| TASK TO COMPLETE |
Transcribe the data exactly, stopping after the "ls_remote_blocking(&repo_url, &git_ref, auth, host_key_policy));" line.

*** SOURCE DATA ***

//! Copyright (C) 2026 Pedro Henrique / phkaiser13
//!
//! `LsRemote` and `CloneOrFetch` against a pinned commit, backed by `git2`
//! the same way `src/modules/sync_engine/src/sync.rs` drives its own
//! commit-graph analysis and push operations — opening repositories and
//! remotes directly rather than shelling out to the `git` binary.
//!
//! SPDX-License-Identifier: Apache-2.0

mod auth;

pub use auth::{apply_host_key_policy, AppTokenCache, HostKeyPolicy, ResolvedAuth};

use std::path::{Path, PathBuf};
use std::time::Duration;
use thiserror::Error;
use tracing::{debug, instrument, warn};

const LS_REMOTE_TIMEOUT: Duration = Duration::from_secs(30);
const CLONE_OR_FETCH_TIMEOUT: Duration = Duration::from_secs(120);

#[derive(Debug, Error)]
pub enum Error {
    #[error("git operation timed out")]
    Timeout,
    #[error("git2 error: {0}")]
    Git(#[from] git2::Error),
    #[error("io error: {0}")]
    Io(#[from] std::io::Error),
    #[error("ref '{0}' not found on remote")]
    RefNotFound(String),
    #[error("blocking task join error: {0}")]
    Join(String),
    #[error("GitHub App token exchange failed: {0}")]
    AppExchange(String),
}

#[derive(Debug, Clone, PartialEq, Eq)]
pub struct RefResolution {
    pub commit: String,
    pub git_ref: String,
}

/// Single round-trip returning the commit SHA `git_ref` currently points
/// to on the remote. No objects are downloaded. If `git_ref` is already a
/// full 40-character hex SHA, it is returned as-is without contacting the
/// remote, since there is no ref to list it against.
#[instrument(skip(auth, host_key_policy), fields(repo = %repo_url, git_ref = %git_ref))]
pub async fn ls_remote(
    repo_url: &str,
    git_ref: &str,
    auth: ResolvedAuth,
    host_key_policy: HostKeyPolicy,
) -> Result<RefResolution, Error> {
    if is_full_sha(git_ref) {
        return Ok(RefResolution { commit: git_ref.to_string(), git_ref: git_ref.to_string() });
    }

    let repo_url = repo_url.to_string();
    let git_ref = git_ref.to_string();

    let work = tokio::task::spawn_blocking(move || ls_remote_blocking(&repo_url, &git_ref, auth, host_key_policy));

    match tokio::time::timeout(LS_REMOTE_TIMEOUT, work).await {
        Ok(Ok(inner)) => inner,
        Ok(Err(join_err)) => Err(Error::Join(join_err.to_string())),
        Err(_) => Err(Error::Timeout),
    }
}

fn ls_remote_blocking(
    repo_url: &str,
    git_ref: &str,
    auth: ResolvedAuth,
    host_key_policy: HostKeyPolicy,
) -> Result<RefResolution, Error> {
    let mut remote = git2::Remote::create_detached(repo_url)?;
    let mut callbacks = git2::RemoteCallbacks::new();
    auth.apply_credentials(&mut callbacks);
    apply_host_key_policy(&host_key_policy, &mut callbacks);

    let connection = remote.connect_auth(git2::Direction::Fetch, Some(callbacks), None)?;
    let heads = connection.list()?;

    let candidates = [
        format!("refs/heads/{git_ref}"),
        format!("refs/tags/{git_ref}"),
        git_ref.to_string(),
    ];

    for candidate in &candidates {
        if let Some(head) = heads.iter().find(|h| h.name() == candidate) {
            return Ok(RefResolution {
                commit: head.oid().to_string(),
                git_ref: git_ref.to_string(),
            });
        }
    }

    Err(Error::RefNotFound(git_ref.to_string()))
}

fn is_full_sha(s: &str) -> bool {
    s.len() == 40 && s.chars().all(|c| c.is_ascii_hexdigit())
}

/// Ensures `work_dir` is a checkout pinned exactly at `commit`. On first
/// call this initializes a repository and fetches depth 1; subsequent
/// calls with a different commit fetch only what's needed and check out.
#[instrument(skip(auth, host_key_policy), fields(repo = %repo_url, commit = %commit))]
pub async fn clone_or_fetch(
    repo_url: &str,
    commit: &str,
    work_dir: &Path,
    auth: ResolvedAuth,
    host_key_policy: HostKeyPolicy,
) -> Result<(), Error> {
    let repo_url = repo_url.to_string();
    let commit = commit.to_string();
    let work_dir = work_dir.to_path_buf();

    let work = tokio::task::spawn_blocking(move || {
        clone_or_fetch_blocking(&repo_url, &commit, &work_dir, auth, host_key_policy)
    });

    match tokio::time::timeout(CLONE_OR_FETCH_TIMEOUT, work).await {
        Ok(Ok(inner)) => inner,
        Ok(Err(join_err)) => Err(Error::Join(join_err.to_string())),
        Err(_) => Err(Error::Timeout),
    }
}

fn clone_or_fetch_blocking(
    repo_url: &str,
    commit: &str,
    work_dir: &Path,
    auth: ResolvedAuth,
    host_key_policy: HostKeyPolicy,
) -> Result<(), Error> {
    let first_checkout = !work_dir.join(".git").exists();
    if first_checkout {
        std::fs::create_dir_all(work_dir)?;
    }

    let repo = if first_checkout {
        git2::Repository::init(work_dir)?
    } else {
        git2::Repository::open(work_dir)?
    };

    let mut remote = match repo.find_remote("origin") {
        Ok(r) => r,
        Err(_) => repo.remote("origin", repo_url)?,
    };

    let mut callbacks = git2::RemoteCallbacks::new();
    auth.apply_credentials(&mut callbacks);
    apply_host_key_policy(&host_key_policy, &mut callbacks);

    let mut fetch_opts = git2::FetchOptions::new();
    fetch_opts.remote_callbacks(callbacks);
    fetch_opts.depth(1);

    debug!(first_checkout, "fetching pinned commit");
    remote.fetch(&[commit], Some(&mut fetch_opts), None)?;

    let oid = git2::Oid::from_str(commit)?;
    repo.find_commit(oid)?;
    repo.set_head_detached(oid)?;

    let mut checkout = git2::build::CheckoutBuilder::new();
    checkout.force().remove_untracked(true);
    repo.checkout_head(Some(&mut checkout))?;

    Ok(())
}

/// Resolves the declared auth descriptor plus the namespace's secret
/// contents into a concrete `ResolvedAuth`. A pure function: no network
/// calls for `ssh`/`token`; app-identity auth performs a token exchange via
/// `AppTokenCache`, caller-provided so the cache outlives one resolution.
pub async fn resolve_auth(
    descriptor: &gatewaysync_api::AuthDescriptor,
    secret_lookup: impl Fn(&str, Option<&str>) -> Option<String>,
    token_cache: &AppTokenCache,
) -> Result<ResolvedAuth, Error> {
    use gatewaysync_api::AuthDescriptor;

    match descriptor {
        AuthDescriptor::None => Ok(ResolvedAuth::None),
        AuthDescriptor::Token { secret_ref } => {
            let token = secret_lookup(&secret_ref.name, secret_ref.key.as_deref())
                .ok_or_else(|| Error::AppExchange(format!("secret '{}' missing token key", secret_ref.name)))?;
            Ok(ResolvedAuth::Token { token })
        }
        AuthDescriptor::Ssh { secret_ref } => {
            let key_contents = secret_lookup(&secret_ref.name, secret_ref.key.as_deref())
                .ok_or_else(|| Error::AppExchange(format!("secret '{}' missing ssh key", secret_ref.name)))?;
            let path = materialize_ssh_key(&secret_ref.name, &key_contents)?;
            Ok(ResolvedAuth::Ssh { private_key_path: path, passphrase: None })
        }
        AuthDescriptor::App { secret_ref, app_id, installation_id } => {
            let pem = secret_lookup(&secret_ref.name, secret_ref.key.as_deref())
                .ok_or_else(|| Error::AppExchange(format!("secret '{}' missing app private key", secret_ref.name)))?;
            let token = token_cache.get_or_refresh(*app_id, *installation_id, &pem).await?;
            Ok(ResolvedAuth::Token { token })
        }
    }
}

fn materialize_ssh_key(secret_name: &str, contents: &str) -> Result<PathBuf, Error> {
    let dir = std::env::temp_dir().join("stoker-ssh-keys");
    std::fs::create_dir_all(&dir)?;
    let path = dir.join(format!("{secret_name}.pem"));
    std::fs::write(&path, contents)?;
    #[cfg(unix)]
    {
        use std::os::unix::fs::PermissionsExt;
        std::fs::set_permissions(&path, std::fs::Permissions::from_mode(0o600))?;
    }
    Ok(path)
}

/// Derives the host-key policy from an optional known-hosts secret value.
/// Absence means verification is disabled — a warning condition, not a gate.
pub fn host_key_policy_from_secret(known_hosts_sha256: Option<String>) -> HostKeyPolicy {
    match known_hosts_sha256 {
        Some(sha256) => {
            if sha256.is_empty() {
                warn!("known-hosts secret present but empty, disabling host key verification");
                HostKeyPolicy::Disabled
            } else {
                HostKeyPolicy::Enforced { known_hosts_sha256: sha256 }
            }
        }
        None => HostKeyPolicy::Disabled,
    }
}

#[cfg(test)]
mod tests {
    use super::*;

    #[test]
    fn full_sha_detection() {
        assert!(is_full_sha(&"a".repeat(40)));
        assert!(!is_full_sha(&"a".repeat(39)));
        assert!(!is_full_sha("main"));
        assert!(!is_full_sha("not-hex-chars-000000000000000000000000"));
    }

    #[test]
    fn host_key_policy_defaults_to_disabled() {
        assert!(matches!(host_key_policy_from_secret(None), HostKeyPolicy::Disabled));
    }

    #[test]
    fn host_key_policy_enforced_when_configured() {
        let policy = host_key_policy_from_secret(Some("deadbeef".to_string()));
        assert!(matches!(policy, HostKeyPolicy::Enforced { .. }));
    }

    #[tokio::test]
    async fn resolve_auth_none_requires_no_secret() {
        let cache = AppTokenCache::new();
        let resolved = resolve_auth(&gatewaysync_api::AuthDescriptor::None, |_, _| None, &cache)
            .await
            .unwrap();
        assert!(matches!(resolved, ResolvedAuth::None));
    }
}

*** End of SOURCE DATA ***

| RESPONSE FOR THIS EXERCISE |
//! Copyright (C) 2026 Pedro Henrique / phkaiser13
//!
//! `LsRemote` and `CloneOrFetch` against a pinned commit, backed by `git2`
//! the same way `src/modules/sync_engine/src/sync.rs` drives its own
//! commit-graph analysis and push operations — opening repositories and
//! remotes directly rather than shelling out to the `git` binary.
//!
//! SPDX-License-Identifier: Apache-2.0

mod auth;

pub use auth::{apply_host_key_policy, AppTokenCache, HostKeyPolicy, ResolvedAuth};

use std::path::{Path, PathBuf};
use std::time::Duration;
use thiserror::Error;
use tracing::{debug, instrument, warn};

const LS_REMOTE_TIMEOUT: Duration = Duration::from_secs(30);
const CLONE_OR_FETCH_TIMEOUT: Duration = Duration::from_secs(120);

#[derive(Debug, Error)]
pub enum Error {
    #[error("git operation timed out")]
    Timeout,
    #[error("git2 error: {0}")]
    Git(#[from] git2::Error),
    #[error("io error: {0}")]
    Io(#[from] std::io::Error),
    #[error("ref '{0}' not found on remote")]
    RefNotFound(String),
    #[error("blocking task join error: {0}")]
    Join(String),
    #[error("GitHub App token exchange failed: {0}")]
    AppExchange(String),
}

#[derive(Debug, Clone, PartialEq, Eq)]
pub struct RefResolution {
    pub commit: String,
    pub git_ref: String,
}

/// Single round-trip returning the commit SHA `git_ref` currently points
/// to on the remote. No objects are downloaded. If `git_ref` is already a
/// full 40-character hex SHA, it is returned as-is without contacting the
/// remote, since there is no ref to list it against.
#[instrument(skip(auth, host_key_policy), fields(repo = %repo_url, git_ref = %git_ref))]
pub async fn ls_remote(
    repo_url: &str,
    git_ref: &str,
    auth: ResolvedAuth,
    host_key_policy: HostKeyPolicy,
) -> Result<RefResolution, Error> {
    if is_full_sha(git_ref) {
        return Ok(RefResolution { commit: git_ref.to_string(), git_ref: git_ref.to_string() });
    }

    let repo_url = repo_url.to_string();
    let git_ref = git_ref.to_string();

    let work = tokio::task::spawn_blocking(move || ls_remote_blocking(&repo_url, &git_ref, auth, host_key_policy));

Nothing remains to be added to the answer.